"I was diagnosed with depression after having my first child Jessica now 11 years old in 1998. I hadn't realised how much my illness was affecting my husband and our marriage, so I went to different doctors who offered me various anti-depressants to numb everything.
Being farmers in New Zealand we moved around a lot and I found this really unsettling. I also found that I couldn't laugh with my children and after my first rough pregnancy and birth of Jessica...I couldn't cuddle her like my son who was my second child. I found that I was being really moody, chatty whilst out with friends but silent at home.
I then went to yet another GP and I was dreading going through all this again. He referred me to a psychiatrist. I was given yet again more medication and my moods were constantly up and down. After going through very difficult times with our farm work, we came to England for a fresh start and got referred to yet another GP and psychiatrist and yet again different anti-depressants.
Then we were introduced to Dr Osbourne from Crewkerne in Devon who gave me Peter's number and said he was an intuitive healer. I didn't think anyone could make it worse, so agreed to see him.
I met Peter at the Axminster Awareness Centre and I found that I was immediately at ease in his presence. We spoke about the people who had affected me in my life and the painful experiences that I had gone through. Peter took me through a healing process that was painless and awesome using a combination of healing techniques. In that one session with Peter, I had tears streaming down my face, a smile from ear to ear and I couldn't stop laughing! Peter also showed what I could do to help myself if I feel I can't cope and I find it really works.

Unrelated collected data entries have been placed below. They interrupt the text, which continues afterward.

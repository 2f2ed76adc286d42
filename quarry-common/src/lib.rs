//! Shared plumbing for the Quarry crates.
//!
//! Right now this is only the tracing setup in [`observability`]; the crate
//! stays free of HTTP or provider dependencies so that every other crate
//! (and their integration tests) can pull it in cheaply.
//!
//! ```rust
//! use quarry_common::observability::{LogConfig, LogFormat};
//!
//! let cfg = LogConfig {
//!     format: LogFormat::Json,
//!     ..LogConfig::default()
//! };
//! assert_eq!(cfg.app_name, "quarry");
//! ```

pub mod observability;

The drive home from the session with Peter was awesome, as I couldn't get the smile off my face and I felt so happy. I had finally dealt with the baggage from the past and this was ME again! I felt light, I felt loved and safe, I really enjoyed the simple things in life again like driving the car, being around people etc, all the things I had dreaded in the past I was now enjoying. I don't get uptight or snappy and my life is good again. My husband has the woman he married back and the kids can laugh with mum again. MY GOD I'M BACK!
Peter Steedman is a truly awesome person. Mind I do feel a bit nervous for when I meet Peter again as I don't know what I will do as this man is truly a legend in my eyes, I want to hug him but I'm a bit worried I won't let him go and that would be no good for those others that need his help. I am out of that dark dark place I was and I'm not going back because I have techniques to use, my mind is mine again, I smile all the time and Peter has a wonderful website if I need to recap.
Once again thank you Peter, thank you from my husband and children."